Suðuroy
- Full name: Football Club Suðuroy
- Founded: 2005; 20 years ago (as VB/Sumba); 2010; 15 years ago (as FC Suðuroy);
- Ground: á Eiðinum Vágur, Faroe Islands
- Capacity: 3,000
- Chairman: Eyðbjørn Thomsen
- Manager: Pól Thorsteinsson
- League: 1. deild
- 2025: Faroe Islands Premier League, 9th of 10 (relegated)
- Website: http://fcsuduroy.com/
| Home colours | Away colours |

= FC Suðuroy =

Faroese football club

FC Suðuroy is a Faroese professional football club which was founded in January 2010 and consists of the former clubs VB (founded in 1905) and Sumba (founded in 1949), which merged in 2005 to form VB/Sumba. FC Suðuroy's competes in the 1. deild since 2024. It plays home games at the á Eiðinum Stadium in Vágur.

==History==
VB/Sumba played in 1. deild (1. division, which is the second tier) in 2009 and won the division. FC Suðuroy therefore played their first season in the Faroe Islands Premier League, which was called Vodafonedeildin from 2009 to 2011. FC Suðuroy played their first league match on 1 April 2010 against the champions HB Tórshavn. The result was 4–4. FC Suðuroy didn't make it in Vodafonedeildin, they were relegated and played in 1. deild in 2011. They won the division with 70 points and were promoted to Effodeildin along with TB Tvøroyri, which is a club from the same island, Suðuroy.
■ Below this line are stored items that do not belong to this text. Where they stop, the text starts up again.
impl<'a> Lexer<'a> {
    fn new(text: &'a str) -> Self {
        Lexer {
            bytes: text.as_bytes(),
            text,
            pos: 0,
        }
    }

    fn skip_ws(&mut self) {
        while self.pos < self.bytes.len() && self.bytes[self.pos].is_ascii_whitespace() {
            self.pos += 1;
        }
    }

    fn next_token(&mut self) -> Option<Token<'a>> {
        self.skip_ws();
        let c = *self.bytes.get(self.pos)?;
        match c {
            b'`' | b'"' => {
                self.pos += 1;
                let mut out = String::new();
                while self.pos < self.bytes.len() {
                    let b = self.bytes[self.pos];
                    if b == c {
                        if self.bytes.get(self.pos + 1) == Some(&c) {
                            out.push(c as char);
                            self.pos += 2;
                            continue;
                        }
                        self.pos += 1;
                        return Some(Token::Quoted(out));
                    }
                    out.push(b as char);
                    self.pos += 1;
                }
                Some(Token::Quoted(out))
            }
            b'\'' => {
                self.pos += 1;
                let mut out = String::new();
                while self.pos < self.bytes.len() {
                    let b = self.bytes[self.pos];
                    if b == b'\\' {
                        if let Some(&escaped) = self.bytes.get(self.pos + 1) {
                            out.push(escaped as char);
                            self.pos += 2;
                            continue;
                        }
                    }
                    if b == b'\'' {
                        if self.bytes.get(self.pos + 1) == Some(&b'\'') {
                            out.push('\'');
                            self.pos += 2;
                            continue;
                        }
                        self.pos += 1;
                        return Some(Token::StringLiteral(out));
                    }
                    out.push(b as char);
                    self.pos += 1;
                }
                Some(Token::StringLiteral(out))
            }
            b'0'..=b'9' => {
                while self
                    .bytes
                    .get(self.pos)
                    .map(|b| b.is_ascii_alphanumeric() || *b == b'.')
                    .unwrap_or(false)
                {
                    self.pos += 1;
                }
                Some(Token::Number)
            }
            c if c.is_ascii_alphabetic() || c == b'_' || c == b'@' => {
                let start = self.pos;
                while self
                    .bytes
                    .get(self.pos)
                    .map(|b| b.is_ascii_alphanumeric() || *b == b'_' || *b == b'@' || *b == b'$')
                    .unwrap_or(false)
                {
                    self.pos += 1;
                }
                Some(Token::Word(&self.text[start..self.pos]))
            }
            _ => {
                self.pos += 1;
                Some(Token::Symbol(c))
            }
        }
    }

    fn expect_word(&mut self, word: &str) -> bool {
        let saved = self.pos;
        match self.next_token() {
            Some(Token::Word(w)) if w.eq_ignore_ascii_case(word) => true,
            _ => {
                self.pos = saved;
                false
            }
        }
    }

    fn accept_words(&mut self, words: &[&str]) {
        loop {
            let mut matched = false;
            for word in words {
                if self.expect_word(word) {
                    matched = true;
                }
            }
            if !matched {
                return;
            }
        }
    }

    fn skip_to_word(&mut self, word: &str) -> bool {
        while let Some(token) = self.next_token() {
            if let Token::Word(w) = token {
                if w.eq_ignore_ascii_case(word) {
                    return true;
                }
            }
        }
        false
    }

    fn position_of_word(&mut self, word: &str) -> Option<usize> {
        loop {
            self.skip_ws();
            let at = self.pos;
            match self.next_token()? {
                Token::Word(w) if w.eq_ignore_ascii_case(word) => return Some(at),
                _ => {}
            }
        }
    }

    fn peek_symbol(&mut self, symbol: u8) -> bool {
        self.skip_ws();
        self.bytes.get(self.pos) == Some(&symbol)
    }

    fn accept_symbol(&mut self, symbol: u8) -> bool {
        if self.peek_symbol(symbol) {
            self.pos += 1;
            true
        } else {
            false
        }
    }

    fn skip_parens(&mut self) {
        let _ = self.parens_content();
    }

    /// Consume a balanced paren group, returning its inside.
    fn parens_content(&mut self) -> String {
        if !self.accept_symbol(b'(') {
            return String::new();
        }
        let start = self.pos;
        let mut depth = 1usize;
        while self.pos < self.bytes.len() && depth > 0 {
            match self.bytes[self.pos] {
                b'(' => depth += 1,
                b')' => depth -= 1,
                _ => {}
            }
            self.pos += 1;
        }
        let end = if depth == 0 { self.pos - 1 } else { self.pos };
        self.text[start..end].to_string()
    }

    /// Comma separated table references, stopping at the first keyword
    /// that ends the list.
    fn table_list(&mut self) -> Vec<(Option<String>, String)> {
        let mut tables = Vec::new();
        loop {
            let first = match self.next_token() {
                Some(Token::Word(word)) if !is_list_terminator(word) => word.to_string(),
                Some(Token::Quoted(name)) => name,
                _ => break,
            };
            let entry = if self.accept_symbol(b'.') {
                match self.next_token() {
                    Some(Token::Word(word)) => (Some(first), word.to_string()),
                    Some(Token::Quoted(name)) => (Some(first), name),
                    _ => break,
                }
            } else {
                (None, first)
            };
            tables.push(entry);

            // skip an alias
            let saved = self.pos;
            match self.next_token() {
                Some(Token::Word(word)) if word.eq_ignore_ascii_case("AS") => {
                    let _ = self.next_token();
                }
                Some(Token::Word(word))
                    if !is_list_terminator(word) && !word.eq_ignore_ascii_case("JOIN") =>
                {
                    // bare alias
                }
                _ => self.pos = saved,
            }

            if !self.accept_symbol(b',') {
                break;
            }
        }
        tables
    }
}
After the end of the 2016 season it was decided on 15 December 2016 that the three clubs of the island Suðuroy, which are TB Tvøroyri, FC Suðuroy and Royn Hvalba would join for the 2017 season for the men's teams. They played as TB/FC Suðuroy/Royn. The three clubs continued separately for the children's and women's teams. In 2017 and 2018 it was only the men's teams which were playing for the new cooperation. In Faroese the team was referred to as Suðuroyarliðið or Suðringar (the Suðuroy-team). The first head coach for the Suðuroy-team was Glen Ståhl.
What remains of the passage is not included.